I used to do a lot of R&D of telecom and medical products, and would have to sign all these agreements to not trade in a gazillion stocks, many unnamed but covered with CYA clauses like, "anyone doing business with ____". For the last 4 years, I have had one huge client, European and privately held, and a few small companies here, with just one or two new products under development, and not public stock.

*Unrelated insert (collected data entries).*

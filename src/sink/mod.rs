//! Outbound sink: typed payloads wrapped in a versioned envelope.
//!
//! Publication is synchronous from the runner's point of view; an error
//! surfaces to the caller and the margin counts as unemitted. The core does
//! not retry; idempotency belongs to the downstream consumer.

mod jsonl;
mod mem;

use std::fmt;
use std::sync::Arc;

use async_trait::async_trait;
use chrono::Utc;
use serde::{Deserialize, Serialize};

use crate::stream::{Producer, StreamError};

pub use jsonl::JsonlSink;
pub use mem::MemSink;

/// Wire envelope for every outbound message.
#[derive(Debug, Clone, Serialize, Deserialize)]
pub struct Envelope {
    #[serde(rename = "type")]
    pub typ: String,
    /// Milliseconds since epoch at emit time.
    pub ts: i64,
    pub data: serde_json::Value,
}

/// Periodic window status payload, type tag `win_tick`.
#[derive(Debug, Clone, Copy, PartialEq, Eq, Serialize, Deserialize)]
pub struct WinTick {
    pub win_idx: usize,
    pub head: i64,
    pub tail: i64,
    pub open_win: bool,
}

#[derive(Debug)]
pub enum SinkError {
    Serialization(serde_json::Error),
    Io(std::io::Error),
    Publish(String),
}

impl fmt::Display for SinkError {
    fn fmt(&self, f: &mut fmt::Formatter<'_>) -> fmt::Result {
        match self {
            SinkError::Serialization(e) => write!(f, "serialization error: {}", e),
            SinkError::Io(e) => write!(f, "io error: {}", e),
            SinkError::Publish(e) => write!(f, "publish error: {}", e),
        }
    }
}

impl std::error::Error for SinkError {}

impl From<serde_json::Error> for SinkError {
    fn from(err: serde_json::Error) -> Self {
        SinkError::Serialization(err)
    }
}

impl From<std::io::Error> for SinkError {
    fn from(err: std::io::Error) -> Self {
        SinkError::Io(err)
    }
}

impl From<StreamError> for SinkError {
    fn from(err: StreamError) -> Self {
        SinkError::Publish(err.to_string())
    }
}

#[async_trait]
pub trait Sink: Send + Sync {
    async fn emit(&self, typ: &str, data: serde_json::Value) -> Result<(), SinkError>;
}

pub(crate) fn envelope(typ: &str, data: serde_json::Value) -> Envelope {
    Envelope {
        typ: typ.to_string(),
        ts: Utc::now().timestamp_millis(),
        data,
    }
}

/// Sink publishing serialized envelopes on the outbound topic.
pub struct ProducerSink {
    producer: Arc<dyn Producer>,
}

impl ProducerSink {
    pub fn new(producer: Arc<dyn Producer>) -> Self {
        ProducerSink { producer }
    }
}

#[async_trait]
impl Sink for ProducerSink {
    async fn emit(&self, typ: &str, data: serde_json::Value) -> Result<(), SinkError> {
        let env = envelope(typ, data);
        let bytes = serde_json::to_vec(&env)?;
        self.producer.publish(&bytes).await?;
        Ok(())
    }
}

#[cfg(test)]
mod tests {
    use crate::stream::MemProducer;

    use super::*;

    #[tokio::test]
    async fn test_producer_sink_envelope_shape() {
        let producer = MemProducer::new();
        let sink = ProducerSink::new(Arc::new(producer.clone()));

        let tick = WinTick {
            win_idx: 2,
            head: 10,
            tail: 3,
            open_win: true,
        };
        sink.emit("win_tick", serde_json::to_value(tick).unwrap())
            .await
            .unwrap();

        let records = producer.take();
        assert_eq!(records.len(), 1);
        let env: Envelope = serde_json::from_slice(&records[0]).unwrap();
        assert_eq!(env.typ, "win_tick");
        assert!(env.ts > 0);
        assert_eq!(env.data["win_idx"], 2);
        assert_eq!(env.data["head"], 10);
        assert_eq!(env.data["tail"], 3);
        assert_eq!(env.data["open_win"], true);
    }
}
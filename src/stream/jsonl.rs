use std::fs::File;
use std::io::{BufRead, BufReader};
use std::path::Path;

use async_trait::async_trait;

use crate::chain::decode_block;

use super::{BlockStream, StreamError, StreamMessage};

/// File-backed replay topic: one JSON block per line, offset = line number,
/// message timestamp = block header timestamp in milliseconds.
///
/// Used by the runtime binary to drive the pipeline from a captured block
/// feed without a live broker. Single partition; the stream ends at EOF.
pub struct JsonlBlockStream {
    records: Vec<(i64, Vec<u8>)>,
    pos: i64,
    committed: i64,
}

impl JsonlBlockStream {
    pub fn open(path: impl AsRef<Path>) -> Result<Self, StreamError> {
        let file = File::open(path.as_ref())?;
        let reader = BufReader::new(file);

        let mut records = Vec::new();
        for (line_no, line) in reader.lines().enumerate() {
            let line = line?;
            if line.trim().is_empty() {
                continue;
            }
            let blk = decode_block(line.as_bytes()).map_err(|e| {
                StreamError::Broker(format!("bad block at line {}: {}", line_no + 1, e))
            })?;
            records.push((blk.header.timestamp * 1000, line.into_bytes()));
        }

        log::info!(
            "[replay] loaded {} blocks from {}",
            records.len(),
            path.as_ref().display()
        );
        Ok(JsonlBlockStream {
            records,
            pos: 0,
            committed: -1,
        })
    }

    pub fn len(&self) -> usize {
        self.records.len()
    }

    pub fn is_empty(&self) -> bool {
        self.records.is_empty()
    }
}

#[async_trait]
impl BlockStream for JsonlBlockStream {
    fn assignment(&self) -> Vec<i32> {
        vec![0]
    }

    async fn offset_for_timestamp(
        &mut self,
        _partition: i32,
        ts_ms: i64,
    ) -> Result<Option<i64>, StreamError> {
        let idx = self.records.partition_point(|(ts, _)| *ts < ts_ms);
        if idx >= self.records.len() {
            return Ok(None);
        }
        Ok(Some(idx as i64))
    }

    async fn earliest_offset(&mut self, _partition: i32) -> Result<i64, StreamError> {
        Ok(0)
    }

    async fn seek(&mut self, _partition: i32, offset: i64) -> Result<(), StreamError> {
        self.pos = offset.max(0);
        Ok(())
    }

    async fn next(&mut self) -> Result<Option<StreamMessage>, StreamError> {
        let idx = self.pos as usize;
        if idx >= self.records.len() {
            return Ok(None);
        }
        let (ts, payload) = self.records[idx].clone();
        self.pos += 1;
        Ok(Some(StreamMessage {
            partition: 0,
            offset: idx as i64,
            timestamp_ms: ts,
            payload,
        }))
    }

    async fn commit(&mut self, _partition: i32, offset: i64) -> Result<(), StreamError> {
        if offset > self.committed {
            self.committed = offset;
        }
        Ok(())
    }
}

#[cfg(test)]
mod tests {
    use std::io::Write;

    use crate::chain::{encode_block, Block, BlockHeader};

    use super::*;

    fn block_line(number: i64, ts: i64) -> String {
        let blk = Block {
            header: BlockHeader {
                number,
                timestamp: ts,
                ..Default::default()
            },
            ..Default::default()
        };
        String::from_utf8(encode_block(&blk).unwrap()).unwrap()
    }

    #[tokio::test]
    async fn test_replay_order_and_anchor() {
        let mut f = tempfile::NamedTempFile::new().unwrap();
        for (n, ts) in [(1, 100i64), (2, 200), (3, 300)] {
            writeln!(f, "{}", block_line(n, ts)).unwrap();
        }
        f.flush().unwrap();

        let mut s = JsonlBlockStream::open(f.path()).unwrap();
        assert_eq!(s.len(), 3);
        assert_eq!(s.offset_for_timestamp(0, 200_000).await.unwrap(), Some(1));
        assert_eq!(s.offset_for_timestamp(0, 300_001).await.unwrap(), None);

        s.seek(0, 1).await.unwrap();
        let m = s.next().await.unwrap().unwrap();
        assert_eq!(m.offset, 1);
        assert_eq!(m.timestamp_ms, 200_000);
        assert_eq!(s.next().await.unwrap().unwrap().offset, 2);
        assert!(s.next().await.unwrap().is_none());
    }

    #[test]
    fn test_open_rejects_garbage_lines() {
        let mut f = tempfile::NamedTempFile::new().unwrap();
        writeln!(f, "{}", block_line(1, 100)).unwrap();
        writeln!(f, "not a block").unwrap();
        f.flush().unwrap();
        assert!(JsonlBlockStream::open(f.path()).is_err());
    }
}
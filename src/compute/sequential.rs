use crate::simulation::{PathChange, RoadNetwork, SimulationState};
use anyhow::Result;
use std::sync::Arc;
use super::SimulationBackend;

pub struct SequentialBackend {
    network: Arc<RoadNetwork>,
}

impl SequentialBackend {
    pub fn new(network: Arc<RoadNetwork>) -> Self {
        Self { network }
    }

    pub fn network(&self) -> &RoadNetwork {
        &self.network
    }
}

impl SimulationBackend for SequentialBackend {
    fn update(&mut self, state: &mut SimulationState) -> Result<Vec<PathChange>> {
        let dt = state.dt;
        let mut changes = Vec::new();

        for agent in &mut state.agents {
            let event = agent.tick(&self.network, dt)?;
            changes.extend(PathChange::from_event(agent.id(), &event));
        }

        state.advance_clock();
        Ok(changes)
    }

    fn get_name(&self) -> &'static str {
        "Sequential"
    }

    fn is_parallel(&self) -> bool {
        false
    }
}
use thiserror::Error;

use crate::simulation::{Direction, IntersectionId};

/// Domain errors raised by the road network and the vehicle agents.
#[derive(Debug, Clone, PartialEq, Error)]
pub enum SimError {
    #[error("invalid turn request at intersection {intersection}: {entry:?} -> {exit:?}")]
    InvalidTurnRequest {
        intersection: IntersectionId,
        entry: Direction,
        exit: Direction,
    },

    #[error("dead end at intersection {intersection}: no exit other than {entry:?}")]
    DeadEnd {
        intersection: IntersectionId,
        entry: Direction,
    },

    #[error("waypoint path is empty")]
    EmptyPath,

    #[error("unknown intersection {0}")]
    UnknownIntersection(IntersectionId),

    #[error("intersection {intersection} is isolated and cannot host a vehicle")]
    IsolatedIntersection { intersection: IntersectionId },

    #[error("no road enters intersection {intersection} from {entry:?}")]
    UnconnectedEntry {
        intersection: IntersectionId,
        entry: Direction,
    },

    #[error("conflicting link at intersection {intersection} towards {direction:?}")]
    LinkConflict {
        intersection: IntersectionId,
        direction: Direction,
    },

    #[error("invalid grid layout: {0}")]
    Layout(String),
}

pub type SimResult<T> = std::result::Result<T, SimError>;
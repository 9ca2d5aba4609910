use rand::seq::SliceRandom;
use rand::Rng;

use crate::error::{SimError, SimResult};
use super::{Direction, DirectionSet, IntersectionId, Point, TurnGeometry, WaypointPath};

/// (row, column) of a node in a grid layout.
pub type GridPos = (usize, usize);

/// A node of the road graph with its precomputed turn paths.
///
/// The turn table is indexed `[entry][exit]` by direction ordinal and always
/// holds a path for exactly the pairs whose sides are both connected and
/// distinct.
#[derive(Debug, Clone)]
pub struct Intersection {
    id: IntersectionId,
    grid_position: Option<GridPos>,
    center: Point,
    geometry: TurnGeometry,
    neighbors: [Option<IntersectionId>; 4],
    turn_paths: [[Option<WaypointPath>; 4]; 4],
    u_turn_paths: [Option<WaypointPath>; 4],
}

impl Intersection {
    pub fn new(id: IntersectionId, center: Point, geometry: TurnGeometry) -> Self {
        Self {
            id,
            grid_position: None,
            center,
            geometry,
            neighbors: [None; 4],
            turn_paths: Default::default(),
            u_turn_paths: Default::default(),
        }
    }

    pub fn with_grid_position(mut self, position: GridPos) -> Self {
        self.grid_position = Some(position);
        self
    }

    pub fn id(&self) -> IntersectionId {
        self.id
    }

    pub fn grid_position(&self) -> Option<GridPos> {
        self.grid_position
    }

    pub fn center(&self) -> Point {
        self.center
    }

    pub fn geometry(&self) -> &TurnGeometry {
        &self.geometry
    }

    /// Registers `neighbor` on the given side and rebuilds every turn path.
    ///
    /// Only this side of the link is recorded; the caller registers
    /// `direction.reverse()` on the neighbor.
    pub fn connect(&mut self, direction: Direction, neighbor: IntersectionId) -> SimResult<()> {
        self.neighbors[direction.index()] = Some(neighbor);
        self.recompute_turn_paths()
    }

    pub fn neighbor_in_direction(&self, direction: Direction) -> Option<IntersectionId> {
        self.neighbors[direction.index()]
    }

    pub fn connected_directions(&self) -> DirectionSet {
        Direction::ALL
            .into_iter()
            .filter(|d| self.neighbors[d.index()].is_some())
            .collect()
    }

    pub fn degree(&self) -> usize {
        self.connected_directions().len()
    }

    /// Connected sides a vehicle arriving from `entry` may leave through.
    pub fn valid_exits(&self, entry: Direction) -> DirectionSet {
        let mut exits = self.connected_directions();
        exits.remove(entry);
        exits
    }

    /// Uniformly picks one of [`valid_exits`](Self::valid_exits).
    ///
    /// An empty choice is reported as [`SimError::DeadEnd`] so the caller can
    /// apply its dead-end policy.
    pub fn random_exit<R: Rng + ?Sized>(&self, entry: Direction, rng: &mut R) -> SimResult<Direction> {
        let exits: Vec<Direction> = self.valid_exits(entry).iter().collect();
        exits.choose(rng).copied().ok_or(SimError::DeadEnd {
            intersection: self.id,
            entry,
        })
    }

    pub fn turn_path(&self, entry: Direction, exit: Direction) -> SimResult<&WaypointPath> {
        self.turn_paths[entry.index()][exit.index()]
            .as_ref()
            .ok_or(SimError::InvalidTurnRequest {
                intersection: self.id,
                entry,
                exit,
            })
    }

    /// Path back out through `side` for a vehicle that arrived from it.
    pub fn u_turn_path(&self, side: Direction) -> SimResult<&WaypointPath> {
        self.u_turn_paths[side.index()]
            .as_ref()
            .ok_or(SimError::InvalidTurnRequest {
                intersection: self.id,
                entry: side,
                exit: side,
            })
    }

    pub fn in_anchor(&self, side: Direction) -> Point {
        self.geometry.in_anchor(self.center, side)
    }

    pub fn out_anchor(&self, side: Direction) -> Point {
        self.geometry.out_anchor(self.center, side)
    }

    fn recompute_turn_paths(&mut self) -> SimResult<()> {
        let mut turn_paths: [[Option<WaypointPath>; 4]; 4] = Default::default();
        let mut u_turn_paths: [Option<WaypointPath>; 4] = Default::default();
        let connected = self.connected_directions();

        for entry in connected.iter() {
            for exit in connected.iter() {
                if let Some(points) = self.geometry.turn_points(self.center, entry, exit) {
                    turn_paths[entry.index()][exit.index()] = Some(WaypointPath::new(points)?);
                }
            }
            let points = self.geometry.u_turn_points(self.center, entry);
            u_turn_paths[entry.index()] = Some(WaypointPath::new(points)?);
        }

        self.turn_paths = turn_paths;
        self.u_turn_paths = u_turn_paths;
        Ok(())
    }
}
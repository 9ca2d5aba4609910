use anyhow::{Result, anyhow};
use crate::simulation::GridLayout;

pub mod roads;
pub mod fleet;

pub use roads::*;
pub use fleet::*;

#[derive(Debug, Clone)]
pub struct SimulationConfig {
    pub network: NetworkConfig,
    pub fleet: FleetConfig,
}

impl SimulationConfig {
    pub fn load_from_files(network_path: &str, fleet_path: &str) -> Result<Self> {
        let network_content = std::fs::read_to_string(network_path)?;
        let fleet_content = std::fs::read_to_string(fleet_path)?;

        Self::from_toml(&network_content, &fleet_content)
    }

    pub fn from_toml(network_content: &str, fleet_content: &str) -> Result<Self> {
        let network: NetworkConfig = toml::from_str(network_content)?;
        let fleet: FleetConfig = toml::from_str(fleet_content)?;

        // Validate configurations
        network.validate()?;
        fleet.validate()?;

        let config = SimulationConfig { network, fleet };
        config.validate()?;
        Ok(config)
    }
}

impl Validate for SimulationConfig {
    fn validate(&self) -> Result<()> {
        // Spawn points must sit on an intersection, on a side with a road
        let layout = GridLayout::from_config(&self.network.network.layout)?;
        for point in &self.fleet.spawn_points {
            if point.row >= layout.row_count() || point.col >= layout.column_count() {
                return Err(anyhow!("Spawn point {} is out of grid bounds at ({}, {})", point.id, point.row, point.col));
            }

            let pos = (point.row, point.col);
            if !layout.has_node(pos) {
                return Err(anyhow!("Spawn point {} at ({}, {}) is not on an intersection", point.id, point.row, point.col));
            }

            if !layout.connected_sides(pos).contains(point.entry) {
                return Err(anyhow!("Spawn point {} at ({}, {}) has no road on its {} side", point.id, point.row, point.col, point.entry));
            }
        }

        Ok(())
    }
}

pub trait Validate {
    fn validate(&self) -> Result<()>;
}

I like medical devices, because I have worked on launching a variety of them, and understand them. I like to invest in businesses I understand, and companies I know are first preference. The big question mark is the $20 billion annual tax on medical devices in the so-called "Affordable Health Care Act". In the short term, the costs will be passed on to the consumers (us patients), so the companies will just mark it up. In the not-so-long term, the government is going to ration care and deny diagnostic tests. We already see these studies saying that women don't need mammograms, and men don't need PSA tests, before age 50. A PSA test kit costs $8.00. The whole test is less than $40.00 at a specialist's office. Go look at how many men end up with prostate cancer in their 40s, and their late 30s. Same for women with breast cancer.
I have just had my head down so much working on my two projects that I have not looked at anything else. Friends of mine who live off their investments are extracting everything out right now. But they aren't putting it in the banks, who pay nothing for CDs. And the banks aren't lending to businesses.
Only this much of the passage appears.